Course bidding announcement

BBA2s should have recently received an email from Academic Services (specifically, Evonne Plantinga) announcing the new course bidding process that is going to be used for the Winter semester. Course bidding allows BBA2 students to inform the system about which courses that are offered by the Ross School are most important to him/her. This is new. BBAs have never done this before. BBAs don't know how it works. Every single BBA2 should (must!) go to a workshop that Academic Services will be putting on in order to learn about the process. These workshops will be on both Friday, October 29th (1-2 PM in D1270) and Tuesday, November 2nd (4-5 PM in D1270).
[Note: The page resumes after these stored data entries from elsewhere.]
//! A one-line text renderer: the bob is drawn where it would be on a screen spanning
//! `[-1, 1]` horizontally. Frames are paced to the display refresh like a swap interval.

use std::io::Write;
use std::thread;
use std::time::{Duration, Instant};

use anyhow::{Context, Result};
use log::warn;
use pendulum_core::clock::NOMINAL_FRAME_DURATION;
use pendulum_core::params::DisplayGeometry;
use pendulum_core::simulation::Renderer;

pub struct TerminalRenderer<W: Write> {
    out: W,
    columns: usize,
    failed: bool,
    last_frame: Option<Instant>,
}

impl<W: Write> TerminalRenderer<W> {
    pub fn new(out: W, columns: usize) -> Self {
        Self {
            out,
            columns: columns.max(3),
            failed: false,
            last_frame: None,
        }
    }

    pub fn into_inner(self) -> W {
        self.out
    }

    /// Column of the bob for `angle`, clamped to the drawable width.
    fn bob_column(&self, angle: f64, geometry: &DisplayGeometry) -> usize {
        let x = geometry.suspension_x as f64 + geometry.virtual_rod_length as f64 * angle.sin();
        let last = (self.columns - 1) as f64;
        ((x + 1.0) * 0.5 * last).round().clamp(0.0, last) as usize
    }

    pub fn frame_line(&self, angle: f64, geometry: &DisplayGeometry) -> String {
        let background = if geometry.transparency { ' ' } else { '.' };
        let pivot = self.bob_column(0.0, geometry);
        let bob = self.bob_column(angle, geometry);
        let row: String = (0..self.columns)
            .map(|c| match c {
                c if c == bob => 'o',
                c if c == pivot => '|',
                _ => background,
            })
            .collect();
        format!("[{row}] {angle:+.4} rad")
    }
}

impl<W: Write> Renderer for TerminalRenderer<W> {
    fn init(&mut self, geometry: &DisplayGeometry) -> Result<()> {
        self.failed = false;
        writeln!(
            self.out,
            "pendulum: rod {:.3}, suspension ({:.2}, {:.2})",
            geometry.virtual_rod_length, geometry.suspension_x, geometry.suspension_y
        )
        .context("Failed to write to the terminal")?;
        Ok(())
    }

    fn draw_frame(&mut self, angle: f64, geometry: &DisplayGeometry) {
        let interval = Duration::from_secs_f64(NOMINAL_FRAME_DURATION);
        if let Some(remaining) = self
            .last_frame
            .and_then(|last| interval.checked_sub(last.elapsed()))
        {
            thread::sleep(remaining);
        }
        self.last_frame = Some(Instant::now());

        let line = self.frame_line(angle, geometry);
        let result = write!(self.out, "\r{line}").and_then(|_| self.out.flush());
        if let Err(err) = result {
            if !self.failed {
                warn!("terminal output failed: {err}");
                self.failed = true;
            }
        }
    }

    fn terminate(&mut self) {
        let _ = writeln!(self.out);
        let _ = self.out.flush();
    }
}
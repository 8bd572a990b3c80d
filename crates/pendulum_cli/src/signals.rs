//! Termination signals become a stop request, so a run still releases the magnet.

use anyhow::{Context, Result};
use pendulum_core::simulation::CancellationToken;
use signal_hook::consts::{SIGINT, SIGQUIT, SIGTERM};

pub const STOP_SIGNALS: [i32; 3] = [SIGINT, SIGQUIT, SIGTERM];

/// Routes every stop signal into `token` instead of the default process exit.
pub fn install(token: &CancellationToken) -> Result<()> {
    for signal in STOP_SIGNALS {
        signal_hook::flag::register(signal, token.flag())
            .with_context(|| format!("Failed to install handler for signal {signal}"))?;
    }
    Ok(())
}

#[cfg(test)]
mod tests {
    use super::*;
    use pendulum_core::simulation::RunContext;
    use signal_hook::low_level::raise;

    #[test]
    fn stop_signal_cancels_the_run_context() {
        let token = CancellationToken::new();
        install(&token).unwrap();
        let mut ctx = RunContext::new(token.clone());
        assert!(!ctx.poll_cancellation());

        raise(SIGTERM).unwrap();
        assert!(token.is_cancelled());
        assert!(ctx.poll_cancellation());
        assert!(ctx.stop_requested);
    }
}
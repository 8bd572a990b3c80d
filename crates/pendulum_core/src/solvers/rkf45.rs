//! Runge-Kutta-Fehlberg 4(5).

use crate::error::StepError;
use crate::traits::{JacobianSystem, Scalar, Steppable};

use super::{embedded_step, Tableau};

const RKF45: Tableau = Tableau {
    c: &[0.0, 1.0 / 4.0, 3.0 / 8.0, 12.0 / 13.0, 1.0, 1.0 / 2.0],
    a: &[
        &[],
        &[1.0 / 4.0],
        &[3.0 / 32.0, 9.0 / 32.0],
        &[1932.0 / 2197.0, -7200.0 / 2197.0, 7296.0 / 2197.0],
        &[439.0 / 216.0, -8.0, 3680.0 / 513.0, -845.0 / 4104.0],
        &[-8.0 / 27.0, 2.0, -3544.0 / 2565.0, 1859.0 / 4104.0, -11.0 / 40.0],
    ],
    // 5th order weights
    b: &[
        16.0 / 135.0,
        0.0,
        6656.0 / 12825.0,
        28561.0 / 56430.0,
        -9.0 / 50.0,
        2.0 / 55.0,
    ],
    // 5th minus 4th order weights
    e: &[
        1.0 / 360.0,
        0.0,
        -128.0 / 4275.0,
        -2197.0 / 75240.0,
        1.0 / 50.0,
        2.0 / 55.0,
    ],
};

/// Fehlberg's six stage embedded pair. Propagates the 5th order solution.
pub struct Rkf45<T: Scalar> {
    k: Vec<Vec<T>>,
    tmp: Vec<T>,
}

impl<T: Scalar> Rkf45<T> {
    pub fn new(dim: usize) -> Self {
        Self {
            k: vec![vec![T::zero(); dim]; RKF45.stages()],
            tmp: vec![T::zero(); dim],
        }
    }
}

impl<T: Scalar> Steppable<T> for Rkf45<T> {
    fn order(&self) -> u32 {
        5
    }

    fn step<S: JacobianSystem<T>>(
        &mut self,
        system: &S,
        t: T,
        y: &mut [T],
        h: T,
        yerr: &mut [T],
    ) -> Result<(), StepError> {
        embedded_step(&RKF45, system, t, y, h, &mut self.k, &mut self.tmp, yerr)
    }
}

#[cfg(test)]
mod tests {
    use super::*;

    #[test]
    fn tableau_is_consistent() {
        for (stage, row) in RKF45.a.iter().enumerate() {
            let sum: f64 = row.iter().sum();
            assert!((sum - RKF45.c[stage]).abs() < 1e-14, "row {stage}");
        }
        assert!((RKF45.b.iter().sum::<f64>() - 1.0).abs() < 1e-14);
        assert!(RKF45.e.iter().sum::<f64>().abs() < 1e-14);
    }
}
Here's a portion of the text of the email announcement:

Course bidding is an internal Business School utility much like on-campus interview bidding. Students are allotted bid points (1000) and given a window of time to bid (Wednesday, November 3rd at 10 am, through Wednesday, November 10th at 10 am). After the close of bidding on November 10th, the system will compile the highest bids, regardless of the time they were entered, and generate course rosters and waitlists accordingly. We will then forward the results to the Registrar and preload you into the electives for which you successfully bid, along with your assigned section of CSIB 390 (which you will not have to bid for). This means that when your registration appointment time arrives, some classes will already be in your schedule, because you went through course bidding!
In preparation for course bidding we recommend that you begin to review the Winter term course offerings through Wolverine Access or the Registrar and start to plan which courses you would like to take next term. Also, be sure to check out "BBA News" on your iMpact log in page for updates or news related to this. Updated course bidding web pages will be posted shortly!
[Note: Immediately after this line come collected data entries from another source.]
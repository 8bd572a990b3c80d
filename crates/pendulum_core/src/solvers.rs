pub mod adams;
pub mod rk8pd;
pub mod rkf45;

use std::fmt;
use std::str::FromStr;

use serde::{Deserialize, Serialize};

use crate::error::{ConfigError, StepError};
use crate::traits::{lit, DynamicalSystem, JacobianSystem, Scalar, Steppable};

pub use adams::MsAdams;
pub use rk8pd::Rk8pd;
pub use rkf45::Rkf45;

/// The fixed set of steppers a configuration may name.
#[derive(Debug, Clone, Copy, PartialEq, Eq, Hash, Serialize, Deserialize)]
pub enum StepperKind {
    /// Classical explicit Runge-Kutta 4.
    Rk4,
    /// Embedded Runge-Kutta-Fehlberg 4(5).
    Rkf45,
    /// Embedded Prince-Dormand 8(7).
    Rk8pd,
    /// Implicit Adams multistep.
    MsAdams,
}

impl StepperKind {
    pub const ALL: [StepperKind; 4] = [
        StepperKind::Rk4,
        StepperKind::Rkf45,
        StepperKind::Rk8pd,
        StepperKind::MsAdams,
    ];

    /// The name used in configuration documents.
    pub fn name(self) -> &'static str {
        match self {
            StepperKind::Rk4 => "rk4",
            StepperKind::Rkf45 => "rkf45",
            StepperKind::Rk8pd => "rk8pd",
            StepperKind::MsAdams => "adams",
        }
    }

    /// Whether the stepper evaluates the Jacobian.
    pub fn is_implicit(self) -> bool {
        matches!(self, StepperKind::MsAdams)
    }

    pub fn build(self, dim: usize) -> Stepper {
        match self {
            StepperKind::Rk4 => Stepper::Rk4(Rk4::new(dim)),
            StepperKind::Rkf45 => Stepper::Rkf45(Rkf45::new(dim)),
            StepperKind::Rk8pd => Stepper::Rk8pd(Rk8pd::new(dim)),
            StepperKind::MsAdams => Stepper::MsAdams(MsAdams::new(dim)),
        }
    }
}

impl FromStr for StepperKind {
    type Err = ConfigError;

    fn from_str(s: &str) -> Result<Self, Self::Err> {
        StepperKind::ALL
            .into_iter()
            .find(|kind| kind.name() == s)
            .ok_or_else(|| ConfigError::UnknownStepper(s.to_string()))
    }
}

impl fmt::Display for StepperKind {
    fn fmt(&self, f: &mut fmt::Formatter<'_>) -> fmt::Result {
        f.write_str(self.name())
    }
}

/// A stepper instance selected at run time.
pub enum Stepper {
    Rk4(Rk4<f64>),
    Rkf45(Rkf45<f64>),
    Rk8pd(Rk8pd<f64>),
    MsAdams(MsAdams),
}

impl Stepper {
    pub fn kind(&self) -> StepperKind {
        match self {
            Stepper::Rk4(_) => StepperKind::Rk4,
            Stepper::Rkf45(_) => StepperKind::Rkf45,
            Stepper::Rk8pd(_) => StepperKind::Rk8pd,
            Stepper::MsAdams(_) => StepperKind::MsAdams,
        }
    }
}

impl Steppable<f64> for Stepper {
    fn order(&self) -> u32 {
        match self {
            Stepper::Rk4(s) => s.order(),
            Stepper::Rkf45(s) => s.order(),
            Stepper::Rk8pd(s) => s.order(),
            Stepper::MsAdams(s) => s.order(),
        }
    }

    fn step<S: JacobianSystem<f64>>(
        &mut self,
        system: &S,
        t: f64,
        y: &mut [f64],
        h: f64,
        yerr: &mut [f64],
    ) -> Result<(), StepError> {
        match self {
            Stepper::Rk4(s) => s.step(system, t, y, h, yerr),
            Stepper::Rkf45(s) => s.step(system, t, y, h, yerr),
            Stepper::Rk8pd(s) => s.step(system, t, y, h, yerr),
            Stepper::MsAdams(s) => s.step(system, t, y, h, yerr),
        }
    }

    fn reset(&mut self) {
        match self {
            Stepper::Rk4(s) => s.reset(),
            Stepper::Rkf45(s) => s.reset(),
            Stepper::Rk8pd(s) => s.reset(),
            Stepper::MsAdams(s) => s.reset(),
        }
    }

    fn reject(&mut self) {
        match self {
            Stepper::Rk4(s) => s.reject(),
            Stepper::Rkf45(s) => s.reject(),
            Stepper::Rk8pd(s) => s.reject(),
            Stepper::MsAdams(s) => s.reject(),
        }
    }
}

/// Outcome of the step-size controller.
#[derive(Debug, Clone, Copy, PartialEq)]
pub enum Adjustment {
    /// Error too large: reject the step and retry with the given size.
    Decrease(f64),
    /// Error comfortably small: accept and grow to the given size.
    Increase(f64),
    Keep,
}

/// Standard error control on the state: D_i = eps_abs + eps_rel·|y_i|.
#[derive(Debug, Clone, Copy, PartialEq)]
pub struct StepControl {
    pub eps_abs: f64,
    pub eps_rel: f64,
}

impl StepControl {
    const SAFETY: f64 = 0.9;
    const MIN_FACTOR: f64 = 0.2;
    const MAX_FACTOR: f64 = 5.0;

    pub fn new(eps_abs: f64, eps_rel: f64) -> Self {
        Self { eps_abs, eps_rel }
    }

    /// Largest ratio of the local error to the allowed error over all components.
    pub fn error_ratio(&self, y: &[f64], yerr: &[f64]) -> f64 {
        y.iter()
            .zip(yerr)
            .map(|(yi, ei)| ei.abs() / (self.eps_abs + self.eps_rel * yi.abs()))
            .fold(0.0, f64::max)
    }

    /// Proposes the next step size for a method of the given order.
    pub fn adjust(&self, order: u32, y: &[f64], yerr: &[f64], h: f64) -> Adjustment {
        let ratio = self.error_ratio(y, yerr);
        let q = order as f64;

        if ratio > 1.1 {
            let factor = (Self::SAFETY * ratio.powf(-1.0 / q)).max(Self::MIN_FACTOR);
            Adjustment::Decrease(h * factor)
        } else if ratio < 0.5 {
            let factor = (Self::SAFETY * ratio.powf(-1.0 / (q + 1.0))).clamp(1.0, Self::MAX_FACTOR);
            Adjustment::Increase(h * factor)
        } else {
            Adjustment::Keep
        }
    }
}

/// Butcher tableau of an explicit embedded pair. `b` propagates, `e` holds the
/// difference between the propagating and the embedded weights.
pub(crate) struct Tableau {
    pub c: &'static [f64],
    pub a: &'static [&'static [f64]],
    pub b: &'static [f64],
    pub e: &'static [f64],
}

impl Tableau {
    pub(crate) fn stages(&self) -> usize {
        self.c.len()
    }
}

/// Performs one step of an explicit embedded pair. `y` is only overwritten when the
/// result is finite.
#[allow(clippy::too_many_arguments)]
pub(crate) fn embedded_step<T: Scalar, S: DynamicalSystem<T>>(
    tableau: &Tableau,
    system: &S,
    t: T,
    y: &mut [T],
    h: T,
    k: &mut [Vec<T>],
    tmp: &mut [T],
    yerr: &mut [T],
) -> Result<(), StepError> {
    let n = y.len();

    for stage in 0..tableau.stages() {
        for i in 0..n {
            let mut acc = T::zero();
            for (j, &a) in tableau.a[stage].iter().enumerate() {
                if a != 0.0 {
                    acc = acc + lit::<T>(a) * k[j][i];
                }
            }
            tmp[i] = y[i] + h * acc;
        }
        system.apply(t + lit::<T>(tableau.c[stage]) * h, tmp, &mut k[stage]);
    }

    for i in 0..n {
        let mut acc = T::zero();
        let mut err = T::zero();
        for stage in 0..tableau.stages() {
            acc = acc + lit::<T>(tableau.b[stage]) * k[stage][i];
            err = err + lit::<T>(tableau.e[stage]) * k[stage][i];
        }
        tmp[i] = y[i] + h * acc;
        yerr[i] = h * err;
    }

    if tmp.iter().any(|v| !v.is_finite()) {
        return Err(StepError::NonFinite);
    }
    y.copy_from_slice(tmp);
    Ok(())
}

/// Classic Runge-Kutta 4th Order Solver.
/// The error estimate comes from step doubling: the returned state is the result of two
/// half steps, the error is their difference to one full step divided by 15.
pub struct Rk4<T: Scalar> {
    k1: Vec<T>,
    k2: Vec<T>,
    k3: Vec<T>,
    k4: Vec<T>,
    tmp: Vec<T>,
    y0: Vec<T>,
    onestep: Vec<T>,
}

impl<T: Scalar> Rk4<T> {
    pub fn new(dim: usize) -> Self {
        let z = T::zero();
        Self {
            k1: vec![z; dim],
            k2: vec![z; dim],
            k3: vec![z; dim],
            k4: vec![z; dim],
            tmp: vec![z; dim],
            y0: vec![z; dim],
            onestep: vec![z; dim],
        }
    }

    fn advance<S: DynamicalSystem<T>>(&mut self, system: &S, t0: T, y: &mut [T], h: T) {
        let half: T = lit(0.5);
        let sixth: T = lit(1.0 / 6.0);
        let two: T = lit(2.0);

        // k1 = f(t, y)
        system.apply(t0, y, &mut self.k1);

        // k2 = f(t + h/2, y + h*k1/2)
        for i in 0..y.len() {
            self.tmp[i] = y[i] + h * self.k1[i] * half;
        }
        system.apply(t0 + h * half, &self.tmp, &mut self.k2);

        // k3 = f(t + h/2, y + h*k2/2)
        for i in 0..y.len() {
            self.tmp[i] = y[i] + h * self.k2[i] * half;
        }
        system.apply(t0 + h * half, &self.tmp, &mut self.k3);

        // k4 = f(t + h, y + h*k3)
        for i in 0..y.len() {
            self.tmp[i] = y[i] + h * self.k3[i];
        }
        system.apply(t0 + h, &self.tmp, &mut self.k4);

        // y_next = y + h/6 * (k1 + 2k2 + 2k3 + k4)
        for i in 0..y.len() {
            y[i] = y[i] + h * sixth * (self.k1[i] + two * self.k2[i] + two * self.k3[i] + self.k4[i]);
        }
    }
}

impl<T: Scalar> Steppable<T> for Rk4<T> {
    fn order(&self) -> u32 {
        4
    }

    fn step<S: JacobianSystem<T>>(
        &mut self,
        system: &S,
        t: T,
        y: &mut [T],
        h: T,
        yerr: &mut [T],
    ) -> Result<(), StepError> {
        let half: T = lit(0.5);
        let fifteen: T = lit(15.0);

        self.y0.copy_from_slice(y);
        let mut onestep = std::mem::take(&mut self.onestep);
        onestep.copy_from_slice(y);
        self.advance(system, t, &mut onestep, h);

        self.advance(system, t, y, h * half);
        self.advance(system, t + h * half, y, h * half);

        for i in 0..y.len() {
            yerr[i] = (y[i] - onestep[i]) / fifteen;
        }
        self.onestep = onestep;

        if y.iter().any(|v| !v.is_finite()) {
            y.copy_from_slice(&self.y0);
            return Err(StepError::NonFinite);
        }
        Ok(())
    }
}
So, what does this mean? This means that, relative to the Ross School courses that you want to take, it does not matter what time your registration appointment is. What matters for these courses is the number of points the students bid on the course. Here are some possible scenarios:

  • Students might bid all 1000 points on a course that they want to get, sacrificing the chance to bid for any other Ross School course.
  • Students might bid all 1000 points and still not get in a course because more than the enrollment limit bid the maximum number of points on the course. At that point, names are selected randomly to break the tie.
  • Students might bid 1 point on a course and still get in because fewer than the enrollment limit for a course bid on it.
  • Students might not bid on a Ross School course at all, but still end up getting in when they go through the registration process, because fewer students than the enrollment limit bid on the course and the course did not already fill up with people who had earlier registration times.

The above are all the "edge" cases. The standard case is that more students than the enrollment limit bid on a course. The bids are ranked from high to low. The students with the highest bids get in the course. We think that this is a better outcome than the former system: students who lucked in to earlier registration times had better odds of getting into the courses they wanted.

After the process is over, we will be sure to run a survey to find out how the process went and what might be improved. Check back here for an announcement.

Given that this whole process is new, if a BBA2 is going to take any business school courses other than the CSIB core course, then he or she needs to go to one of these workshops.